I hate seeing her do it cause I know she's uncomfortable - but it is quite funny xD


----------



## deserthorsewoman (Sep 13, 2011)

Come over to the nutrition forum, "need some advice from the nutrition/feed stuff gurus"
What started out as a nutritional question turned into the war on flies
_Posted via Mobile Device_


----------



## walkinthewalk (Jul 23, 2008)

> I did have the vet look at her "that's just sweet itch, not much you can do about that" -.-'


That's about the biggest crock of ---- that I've ever heard come out of a vet's mouth. I can't believe he said that. You may not have any choices but I'd be looking for a new vet if that kind of tripe ever came out of my vet's mouth.

Uncomfortable isn't the word -- she is absolutely MISERABLE:-(

She is allergic to midge fly bites (and other biting flies) and has sweet itch along her belly line.

To bring her immediate relief, go to WalMart or the Drug store and buy:

1. Betadyne
2. Diaper rash creme ; Equates is cheap and as good as Desitin.
3. Hemeroid *ointment*; again Equates is cheap and as good as Prep H
4. Triple Antibiotic Ointment.

Run don't walk to her and start cleaning. Wash her belly with a strong mix of Betadyne and warm water. Pat dry.

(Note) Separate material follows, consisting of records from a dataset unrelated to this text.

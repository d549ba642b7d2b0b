use std::time::Duration;

use log::{debug, warn};
use reqwest::{
    blocking::Client,
    header::{HeaderMap, HeaderValue, AUTHORIZATION},
    StatusCode,
};
use snafu::{ResultExt, Snafu};
use url::Url;

use crate::config::models::Settings;

pub const SENTINEL_REQUEST: &str = "error";
pub const SENTINEL_STATUS: &str = "Could not getSingle";
pub const SENTINEL_BODY: &str = "Could not take snapshot";

/// Something that can GET a Getterer endpoint.
pub trait StatusSource {
    fn try_fetch(&self, url: &Url) -> Result<String, FetchError>;

    /// Like [`StatusSource::try_fetch`], but a failure is logged and replaced
    /// by the sentinel string for its kind.
    fn fetch(&self, url: &Url) -> String {
        match self.try_fetch(url) {
            Ok(body) => body,
            Err(e) => {
                warn!("{}", e);
                e.sentinel().to_string()
            }
        }
    }
}

/// The endpoints of one Getterer instance.
#[derive(Debug, Clone)]
pub struct GettererUrls {
    base: Url,
}

impl GettererUrls {
    pub fn new(base: &str) -> Result<Self, url::ParseError> {
        let base = Url::parse(base)?;
        if base.cannot_be_a_base() {
            return Err(url::ParseError::RelativeUrlWithCannotBeABaseBase);
        }
        Ok(Self { base })
    }

    pub fn printers(&self) -> Url {
        let mut url = self.endpoint(&["printers"]);
        url.set_query(Some("json=y"));
        url
    }

    pub fn status_json(&self, printer: &str) -> Url {
        let mut url = self.status_plain(printer);
        url.set_query(Some("json=y"));
        url
    }

    pub fn status_plain(&self, printer: &str) -> Url {
        self.endpoint(&["status", printer])
    }

    fn endpoint(&self, segments: &[&str]) -> Url {
        let mut url = self.base.clone();
        url.set_query(None);
        url.set_fragment(None);
        // A trailing slash on the base leaves an empty last segment behind.
        if let Ok(mut path) = url.path_segments_mut() {
            path.pop_if_empty().extend(segments);
        }
        url
    }
}

/// Blocking HTTP client for the Getterer, configured once and reused for
/// every request of a poll.
pub struct GettererClient {
    client: Client,
}

impl GettererClient {
    pub fn new(settings: &Settings) -> Result<Self, FetchError> {
        Self::with_timeout(Duration::from_secs(settings.ttl), &settings.status_token)
    }

    pub fn with_timeout(timeout: Duration, status_token: &str) -> Result<Self, FetchError> {
        let mut headers = HeaderMap::new();
        if !status_token.is_empty() {
            let mut value = HeaderValue::from_str(&format!("Bearer {}", status_token)).context(TokenSnafu)?;
            value.set_sensitive(true);
            headers.insert(AUTHORIZATION, value);
        }

        let client = Client::builder()
            .timeout(timeout)
            .default_headers(headers)
            .build()
            .context(ClientSnafu)?;

        Ok(Self { client })
    }
}

impl StatusSource for GettererClient {
    fn try_fetch(&self, url: &Url) -> Result<String, FetchError> {
        debug!("GET {}", url);
        let response = self
            .client
            .get(url.clone())
            .send()
            .context(RequestSnafu { url: url.to_string() })?;

        let status = response.status();
        if status != StatusCode::OK {
            // Dropping the response here releases the connection.
            return StatusSnafu { url: url.to_string(), status }.fail();
        }

        response.text().context(BodySnafu { url: url.to_string() })
    }
}

// ////// //
// Errors //
// ////// //

#[derive(Debug, Snafu)]
pub enum FetchError {
    #[snafu(display("Could not create client connection to {url}"))]
    Request { url: String, source: reqwest::Error },

    #[snafu(display("Could not getSingle: {url} HTTPStatus: {status}"))]
    Status { url: String, status: StatusCode },

    #[snafu(display("Cannot take getSingle URL \"{url}\""))]
    Body { url: String, source: reqwest::Error },

    #[snafu(display("Status token cannot be sent as an HTTP header"))]
    Token { source: reqwest::header::InvalidHeaderValue },

    #[snafu(display("Could not build HTTP client"))]
    Client { source: reqwest::Error },
}

impl FetchError {
    /// The placeholder that goes into a report cell instead of a body.
    pub fn sentinel(&self) -> &'static str {
        match self {
            FetchError::Status { .. } => SENTINEL_STATUS,
            FetchError::Body { .. } => SENTINEL_BODY,
            FetchError::Request { .. } | FetchError::Token { .. } | FetchError::Client { .. } => SENTINEL_REQUEST,
        }
    }
}

#[cfg(test)]
mod tests {
    use std::{
        io::{BufRead, BufReader, Write},
        net::TcpListener,
        sync::mpsc,
        thread,
    };

    use super::*;

    /// Serves a single canned HTTP response and hands back the request head.
    fn serve_once(status_line: &'static str, body: &'static str) -> (Url, mpsc::Receiver<String>) {
        serve_raw(Some(format!(
            "HTTP/1.1 {}\r\nContent-Type: text/plain\r\nContent-Length: {}\r\nConnection: close\r\n\r\n{}",
            status_line,
            body.len(),
            body
        )))
    }

    /// Writes `response` verbatim and closes, or with `None` reads the request
    /// and then stays silent for a few seconds.
    fn serve_raw(response: Option<String>) -> (Url, mpsc::Receiver<String>) {
        let listener = TcpListener::bind("127.0.0.1:0").unwrap();
        let port = listener.local_addr().unwrap().port();
        let (tx, rx) = mpsc::channel();

        thread::spawn(move || {
            let (mut stream, _) = listener.accept().unwrap();
            let mut reader = BufReader::new(stream.try_clone().unwrap());
            let mut head = String::new();
            loop {
                let mut line = String::new();
                if reader.read_line(&mut line).unwrap() == 0 || line == "\r\n" {
                    break;
                }
                head.push_str(&line);
            }
            match response {
                Some(response) => stream.write_all(response.as_bytes()).unwrap(),
                None => thread::sleep(Duration::from_secs(3)),
            }
            let _ = tx.send(head);
        });

        (Url::parse(&format!("http://127.0.0.1:{}/status/ender5", port)).unwrap(), rx)
    }

    fn client(token: &str) -> GettererClient {
        GettererClient::with_timeout(Duration::from_secs(5), token).unwrap()
    }

    #[test]
    fn ok_response_returns_body_verbatim() {
        let (url, rx) = serve_once("200 OK", "Operational\n");
        assert_eq!(client("").fetch(&url), "Operational\n");

        let head = rx.recv().unwrap();
        assert!(head.starts_with("GET /status/ender5 HTTP/1.1"));
        assert!(!head.to_ascii_lowercase().contains("authorization"));
    }

    #[test]
    fn status_token_is_sent_as_bearer() {
        let (url, rx) = serve_once("200 OK", "{}");
        client("s3cret").fetch(&url);

        let head = rx.recv().unwrap();
        assert!(head.contains("authorization: Bearer s3cret") || head.contains("Authorization: Bearer s3cret"));
    }

    #[test]
    fn non_200_becomes_get_single_sentinel() {
        let (url, _rx) = serve_once("404 Not Found", "no such printer");
        let client = client("");

        assert_eq!(client.fetch(&url), SENTINEL_STATUS);
    }

    #[test]
    fn non_200_error_names_url_and_status() {
        let (url, _rx) = serve_once("503 Service Unavailable", "");
        let err = client("").try_fetch(&url).unwrap_err();

        let message = err.to_string();
        assert!(message.contains("/status/ender5"));
        assert!(message.contains("503"));
    }

    #[test]
    fn unreachable_host_becomes_error_sentinel() {
        // Bind and drop to get a port nobody is listening on.
        let port = TcpListener::bind("127.0.0.1:0").unwrap().local_addr().unwrap().port();
        let url = Url::parse(&format!("http://127.0.0.1:{}/printers?json=y", port)).unwrap();

        assert_eq!(client("").fetch(&url), SENTINEL_REQUEST);
    }

    #[test]
    fn truncated_body_becomes_snapshot_sentinel() {
        let (url, _rx) = serve_raw(Some(
            "HTTP/1.1 200 OK\r\nContent-Type: text/plain\r\nContent-Length: 100\r\nConnection: close\r\n\r\nOperat"
                .to_string(),
        ));

        let err = client("").try_fetch(&url).unwrap_err();
        assert!(matches!(err, FetchError::Body { .. }));
        assert_eq!(err.sentinel(), SENTINEL_BODY);
    }

    #[test]
    fn silent_server_times_out_into_error_sentinel() {
        let (url, _rx) = serve_raw(None);
        let client = GettererClient::with_timeout(Duration::from_secs(1), "").unwrap();

        assert_eq!(client.fetch(&url), SENTINEL_REQUEST);
    }

    #[test]
    fn sentinels_match_error_kind() {
        let err = FetchError::Status { url: "http://x/".into(), status: StatusCode::INTERNAL_SERVER_ERROR };
        assert_eq!(err.sentinel(), "Could not getSingle");
    }

    #[test]
    fn urls_are_built_below_the_base() {
        let urls = GettererUrls::new("http://172.28.0.10:54038").unwrap();
        assert_eq!(urls.printers().as_str(), "http://172.28.0.10:54038/printers?json=y");
        assert_eq!(urls.status_json("ender5").as_str(), "http://172.28.0.10:54038/status/ender5?json=y");
        assert_eq!(urls.status_plain("ender5").as_str(), "http://172.28.0.10:54038/status/ender5");
    }

    #[test]
    fn urls_tolerate_trailing_slash_and_sub_path() {
        let urls = GettererUrls::new("http://getterer.local/api/").unwrap();
        assert_eq!(urls.printers().as_str(), "http://getterer.local/api/printers?json=y");

        let urls = GettererUrls::new("http://getterer.local/api").unwrap();
        assert_eq!(urls.status_plain("ender5").as_str(), "http://getterer.local/api/status/ender5");
    }

    #[test]
    fn printer_names_are_one_encoded_segment() {
        let urls = GettererUrls::new("http://getterer.local").unwrap();
        assert_eq!(urls.status_plain("shop/mk3 #2").as_str(), "http://getterer.local/status/shop%2Fmk3%20%232");
    }
}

Mix equal parts of diaper rash cream/ hemeroid ointment/Triple Antibiotic and slather it down her belly line, making sure to thoroughly cover all the affected areas.

The hemeroid ointment does a great job of controlling the itch/pain. Diaper crash cream is high in zinc oxide so a helps with healing but also stays on all day and keeps the flies from being able to bite her.

Do that twice a day, every day until she heals up. Then, until the frost kills the flies, I would still slather her belly line every day with diaper rash cream to keep the flies from landing on her. Fly spray only helps for five minutes.

Yes you're going to have to stand on your head and yes it's going to be a major pain but that horse is miserable. 

I would not try and saddle her because the girth could rub against some of that and she's not going to be willing to perform.

In the midst of all that, consider her diet as that can make some difference but not 100%. 

Also consider double-dosing her with pure Ivermectin. I don't understand why that works to control Onchocerca worms (microfiliae that burrow into the skin and are the result of midge fly bites), but it does.

If she is boarded and you can't get to the barn twice day, I hope you can find a way to get there once a day every day until that poor horse is healed up.


----------



## PunksTank (Jul 8, 2012)

No she lives downstairs I'll be heading out to the drug store as soon as I've got clothes on - Thank you SO much for the perfectly detailed information!! My only quick question, she has some open boo-boos will any of that hurt her open cuts? and no I wouldn't even think of riding her right now, she's so miserable ;-; my poor pony.

I typically cover her belly in swat and fly spray the rest of her, should I add the desitin or not use swat and just the deisitin? 

Also her diet includes free choice hay/grass all day and split into two meals she gets a little less than 2 cups Crimped oats, a little less than 2 cups Alfalfa pellets, MSM and she was getting brewer's yeast but the last batch came in moldy so she hasn't gotten that in a couple weeks. Anything you think I should add/subtract to help this? 

What would be good maintenance for next year to prevent this? 

Thank you again for the great details!!


----------



## deserthorsewoman (Sep 13, 2011)

Theory, relatively proven tho, is that Hardy breeds, like ponies, Arabs, most draft, especially Icelandic horses, can't handle a rich diet and are therefore prone to become overweight and allergic to gnats. In Germany, where thousands of Icelanders have been imported, there are a couple of feed manufacturers who make a special feed which seems to keep the bug reactions down. 
But it starts with hay and pasture. Over there pasture is made for cows. Milk is needed so the grasses used are high yield, high protein. Hard to find natural pasture/ hay. 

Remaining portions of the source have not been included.